1)含嗽は基本的には「うがい」であるが、用いる溶液によって薬効のないレモン水、ミント水、緑茶などの爽快感や清涼感を期待する洗口剤系とヨウ素、アズレン製剤など抗菌、消炎を目的とする含嗽剤系に分けられる。使用方法は口腔内の疾病の状態、感染、乾燥、口臭などを把握して製剤を選択する必要がある。最近では緑茶のカテキンの効果も評価されている。

2)口腔清拭は食後の残査物や喀痰などをぬぐうことであるが、体の清拭と違い歯と歯の間や歯肉との間には多くの隙間があり、複雑な構造をしているため、ぬぐうだけでは間に残査物を押しこんでしまい、方法を誤ると悪化する恐れがある。口腔清拭は必ず歯ブラシを使用することを前提で行わなければならない。

3)歯磨きに使用する歯ブラシは柄がまっすぐで、毛の硬さは軟らかめのものがよい。また歯ブラシ以外に口腔清掃用具(歯間ブラシ、デンタルフロス、舌ブラシなどは必ず必要となるので、使用方法を習得しておく必要がある。残査物が残りやすいところは歯と歯肉の境目や奥歯の噛む面、歯と歯の間であり、丁寧に清掃する。また口腔内細菌の繁殖しやすい、舌や口蓋の清掃も舌ブラシやスポンジブラシなどで十分なケアが必要である。

義歯の清掃・管理

1)高齢になると、う蝕や歯周疾患の悪化から多数歯欠損が起こり、義歯の装着を余儀なくされる。義歯は口腔内装着時間も長く、口腔内の適度な温度、湿度により、細菌の増殖に適した環境であるため、細菌の温床となりやすい。とくに義歯内面は粗雑であるために増殖しやすく、口臭や誤嚥性肺炎を引き起こす原因となる。
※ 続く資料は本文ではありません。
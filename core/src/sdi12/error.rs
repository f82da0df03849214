//! SDI-12 driver error types

/// SDI-12 transaction errors
#[derive(Debug, Clone, Copy, PartialEq, Eq)]
#[cfg_attr(feature = "defmt", derive(defmt::Format))]
pub enum Sdi12Error {
    /// Sensor rail is off; nothing was sent
    SensorsAsleep,
    /// No usable reply after every attempt
    NoResponse {
        /// Address the command was sent to (`?` for a query)
        address: char,
    },
    /// Replies kept coming from another sensor
    AddressMismatch { expected: char, received: char },
    /// Reply does not follow the SDI-12 format
    Malformed,
    /// Reply CRC does not match its contents
    CrcMismatch,
    /// Command lacks an address or the trailing `!`
    InvalidCommand,
    /// UART read or write failed
    Serial,
    /// Direction, force-out or enable pin failed
    Pin,
}

impl core::fmt::Display for Sdi12Error {
    fn fmt(&self, f: &mut core::fmt::Formatter<'_>) -> core::fmt::Result {
        match self {
            Self::SensorsAsleep => write!(f, "Sensors are asleep and must not be accessed"),
            Self::NoResponse { address } => write!(f, "No response from sensor {}", address),
            Self::AddressMismatch { expected, received } => write!(
                f,
                "Expected a reply from sensor {}, got one from {}",
                expected, received
            ),
            Self::Malformed => write!(f, "Malformed sensor reply"),
            Self::CrcMismatch => write!(f, "Sensor reply CRC mismatch"),
            Self::InvalidCommand => {
                write!(f, "Command must start with an address and end with !")
            }
            Self::Serial => write!(f, "Serial transport error"),
            Self::Pin => write!(f, "Bus pin error"),
        }
    }
}

impl core::error::Error for Sdi12Error {}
義歯の清掃方法で注意しなければならないことは、義歯はプラスチック(レジン)や金属の部分(クラスプなど)で精密に作られているために、清掃の際に変形や破損しやすく取り扱いは丁寧にしなくてはならない。とくに義歯のクラスプの部分は破損しやすいので義歯専用の義歯用ブラシを用いる方が手入れがしやすい。また熱湯などは変形しやすいので、使用しないようにする。

2)義歯の管理では、夜間など長時間使用しない場合は、義歯の乾燥防止のため、水などの入った容器に保管する。ただし義歯洗浄剤を使用した際に痴呆症状のある方は、その中に入っているものを誤飲しまうこともあるので、湯のみなどの容器は使用せず、専用の義歯保管容器を必ず利用する。

6口腔の観察・あとかたづけ

口腔内に歯研剤やうがい水が残っていないか確認し、使用したガーゼやペーパータオルなどは感染性廃棄物として処理する。また使用した歯ブラシなどの小器具は十分に洗浄乾燥する。場合によっては殺菌・消毒を行い、ケアする前の状態にもどして終了とする。